Crowded places are wrecking me since my accident — anyone else?
So I'm about eight months out from a pretty bad rear-end collision on the highway, and I feel like my nervous system just never fully reset after it happened.
For the first few months my main struggle was driving again — the anxiety, the hypervigilance, white-knuckling the steering wheel every time someone merged too close. I've actually made a lot of progress there and I'm genuinely proud of that.
But now something new has crept up and honestly it blindsided me. Anytime I'm somewhere with a lot of people — grocery store, the mall food court, even a busy pharmacy — I hit this wall of total overwhelm. My heart starts pounding, I feel like I can't breathe, and I basically have to abandon my cart and get out of there. I've sat in my car and cried more times than I can count over something as dumb as not being able to buy milk.

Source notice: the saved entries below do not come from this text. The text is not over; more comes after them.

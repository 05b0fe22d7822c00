use std::sync::Arc;

use tracing::info;

use crate::config::LayoutConfig;
use crate::engine::{Pagination, RenderOptions, Spread};

#[derive(Debug, Clone, Copy, PartialEq, Eq)]
pub struct ViewportSize {
    pub width: u32,
    pub height: u32,
}

/// Platform-specific layout rules, chosen once when the reader starts.
pub trait ViewportAdapter: Send + Sync {
    fn name(&self) -> &'static str;
    fn render_options(&self, size: ViewportSize, layout: &LayoutConfig) -> RenderOptions;
}

/// Narrow screens: one page at a time.
#[derive(Debug, Default, Clone, Copy)]
pub struct CompactViewport;

impl ViewportAdapter for CompactViewport {
    fn name(&self) -> &'static str {
        "compact"
    }

    fn render_options(&self, size: ViewportSize, layout: &LayoutConfig) -> RenderOptions {
        RenderOptions {
            width: size.width,
            height: size.height,
            pagination: Pagination::Paginated,
            spread: Spread::None,
            gap: layout.gap,
        }
    }
}

/// Wide screens: two-page spread.
#[derive(Debug, Default, Clone, Copy)]
pub struct SpreadViewport;

impl ViewportAdapter for SpreadViewport {
    fn name(&self) -> &'static str {
        "spread"
    }

    fn render_options(&self, size: ViewportSize, layout: &LayoutConfig) -> RenderOptions {
        RenderOptions {
            width: size.width,
            height: size.height,
            pagination: Pagination::Paginated,
            spread: Spread::Both,
            gap: layout.gap * 2,
        }
    }
}

pub fn select_viewport_adapter(
    size: ViewportSize,
    layout: &LayoutConfig,
) -> Arc<dyn ViewportAdapter> {
    let adapter: Arc<dyn ViewportAdapter> = if size.width <= layout.compact_max_width {
        Arc::new(CompactViewport)
    } else {
        Arc::new(SpreadViewport)
    };
    info!(adapter = adapter.name(), width = size.width, "selected viewport adapter");
    adapter
}
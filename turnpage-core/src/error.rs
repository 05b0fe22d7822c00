use thiserror::Error;

/// Failures reported by a render engine or its rendition.
#[derive(Debug, Clone, PartialEq, Eq, Error)]
pub enum EngineError {
    #[error("document failed to load: {0}")]
    Init(String),
    #[error("reached the {0} of the document")]
    Boundary(&'static str),
    #[error("unknown location reference `{0}`")]
    InvalidReference(String),
    #[error("location index error: {0}")]
    Locations(String),
    #[error("{0}")]
    Other(String),
}

#[derive(Debug, Clone, PartialEq, Eq, Error)]
pub enum RemoteError {
    #[error("transport error: {0}")]
    Transport(String),
    #[error("remote store answered with status {0}")]
    Status(u16),
    #[error("failed to decode remote payload: {0}")]
    Decode(String),
}

#[derive(Debug, Clone, PartialEq, Eq, Error)]
pub enum SpeechError {
    #[error("speech engine unavailable")]
    Unavailable,
    #[error("speech failed: {0}")]
    Failed(String),
}

/// Session-level error surface. Only `EngineInit` is fatal; every other
/// variant is reported through the event log while the session keeps running.
#[derive(Debug, Clone, PartialEq, Eq, Error)]
pub enum ReaderError {
    #[error("failed to initialise document: {0}")]
    EngineInit(#[source] EngineError),
    #[error("navigation rejected: {0}")]
    NavigationRejected(#[source] EngineError),
    #[error("remote persistence failed: {0}")]
    TransientNetwork(#[source] RemoteError),
    #[error("read-aloud stopped: {0}")]
    Speech(#[source] SpeechError),
    #[error("location index unavailable: {0}")]
    IndexGeneration(String),
    #[error("local cache error: {0}")]
    Cache(String),
    #[error("no document session is active")]
    NoActiveSession,
}

impl ReaderError {
    pub fn is_fatal(&self) -> bool {
        matches!(self, ReaderError::EngineInit(_))
    }
}

#[cfg(test)]
mod tests {
    use super::*;

    #[test]
    fn only_engine_init_is_fatal() {
        assert!(ReaderError::EngineInit(EngineError::Init("bad zip".into())).is_fatal());
        assert!(!ReaderError::NavigationRejected(EngineError::Boundary("end")).is_fatal());
        assert!(!ReaderError::TransientNetwork(RemoteError::Status(502)).is_fatal());
    }

    #[test]
    fn messages_include_source() {
        let err = ReaderError::NavigationRejected(EngineError::Boundary("end"));
        assert_eq!(
            err.to_string(),
            "navigation rejected: reached the end of the document"
        );
    }
}
use std::fmt;
use std::path::Path;

use once_cell::sync::Lazy;
use serde::{Deserialize, Serialize};
use uuid::Uuid;

mod cache;
pub mod config;
mod engine;
mod error;
mod gesture;
mod locations;
mod navigation;
mod read_aloud;
mod remote;
mod seek;
mod session;
mod speech;
mod sync;
mod viewport;

pub use cache::{CacheKey, FileCache, LocalCache, MemoryCache};
pub use config::{BookmarkMatch, ReaderConfig};
pub use engine::{
    ContentFrame, EngineEvent, EngineListener, EngineProvider, FrameId, Key, LocationMark,
    Locations, Pagination, PointerListener, RenderOptions, RenderedLocation, Rendition, Spread,
    Subscription,
};
pub use error::{EngineError, ReaderError, RemoteError, SpeechError};
pub use gesture::{GestureOutcome, GestureRecognizer, HitTarget, PointerEvent, PointerPhase};
pub use locations::{LocationIndex, LocationIndexBuilder};
pub use navigation::{
    Admission, CurrentPosition, Direction, EngineCall, NavSource, NavigationController, Settled,
    Transition,
};
pub use read_aloud::{LoopAction, ReadAloudLoop, ReadAloudState};
pub use remote::{OfflineStore, RemoteStore};
pub use seek::SeekDebouncer;
pub use session::{
    Collaborators, Command, DocumentSpec, Reader, ReaderView, SessionEvent, SessionStatus,
};
pub use speech::{
    preferred_voice, SilentSpeech, SpeechEngine, SpeechEvent, SpeechEventKind, SpeechListener,
    SpeechSettings, Utterance, UtteranceId, Voice,
};
pub use sync::{
    Annotation, BookmarkRecord, Mode, PendingPersist, PersistRequest, SyncManager, SyncOutcome,
};
pub use viewport::{
    select_viewport_adapter, CompactViewport, SpreadViewport, ViewportAdapter, ViewportSize,
};

static DOCUMENT_NAMESPACE: Lazy<Uuid> = Lazy::new(|| {
    Uuid::parse_str("3f0d3c2e-8b7a-5d4e-9a61-2c5f0e7b9d14").expect("valid namespace UUID")
});

/// Stable identity of a document across sessions. Keys every cache entry and
/// every remote persistence call.
#[derive(Debug, Clone, PartialEq, Eq, Hash, PartialOrd, Ord, Serialize, Deserialize)]
#[serde(transparent)]
pub struct DocumentId(String);

impl DocumentId {
    pub fn new(id: impl Into<String>) -> Self {
        Self(id.into())
    }

    /// Derives an id from a local file path so that reopening the same file
    /// finds its cached index, bookmark and last-read position.
    pub fn for_path(path: &Path) -> Self {
        let resolved = path
            .canonicalize()
            .or_else(|_| {
                if path.is_absolute() {
                    Ok(path.to_path_buf())
                } else {
                    std::env::current_dir().map(|cwd| cwd.join(path))
                }
            })
            .unwrap_or_else(|_| path.to_path_buf());
        let rendered = resolved.to_string_lossy();
        Self(Uuid::new_v5(&DOCUMENT_NAMESPACE, rendered.as_bytes()).to_string())
    }

    pub fn as_str(&self) -> &str {
        &self.0
    }
}

impl fmt::Display for DocumentId {
    fn fmt(&self, f: &mut fmt::Formatter<'_>) -> fmt::Result {
        f.write_str(&self.0)
    }
}

#[cfg(test)]
mod tests {
    use super::*;

    use tempfile::tempdir;

    #[test]
    fn document_id_is_stable_for_same_path() {
        let dir = tempdir().unwrap();
        let file_path = dir.path().join("sample.txt");
        std::fs::write(&file_path, b"dummy").unwrap();

        let first = DocumentId::for_path(&file_path);
        let second = DocumentId::for_path(&file_path);

        assert_eq!(first, second);
        assert_ne!(first, DocumentId::for_path(&dir.path().join("other.txt")));
    }

    #[test]
    fn document_id_serializes_as_plain_string() {
        let id = DocumentId::new("book-42");
        assert_eq!(serde_json::to_string(&id).unwrap(), "\"book-42\"");
        assert_eq!(id.to_string(), "book-42");
    }
}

The only thing I can pinpoint is this intense dread that someone is going to bump into me from behind or cut across me without warning. Which... sounds exactly like what triggered the accident itself, just on foot instead of in a car.
I haven't seen a therapist specifically for this yet — I was going to PT for my neck and kind of let the mental health piece slide. Big mistake apparently.
Has anyone else had the trauma "migrate" like this from driving anxiety into everyday situations? Did anything actually help? I'm starting to feel like my world is just quietly getting smaller and I don't love that.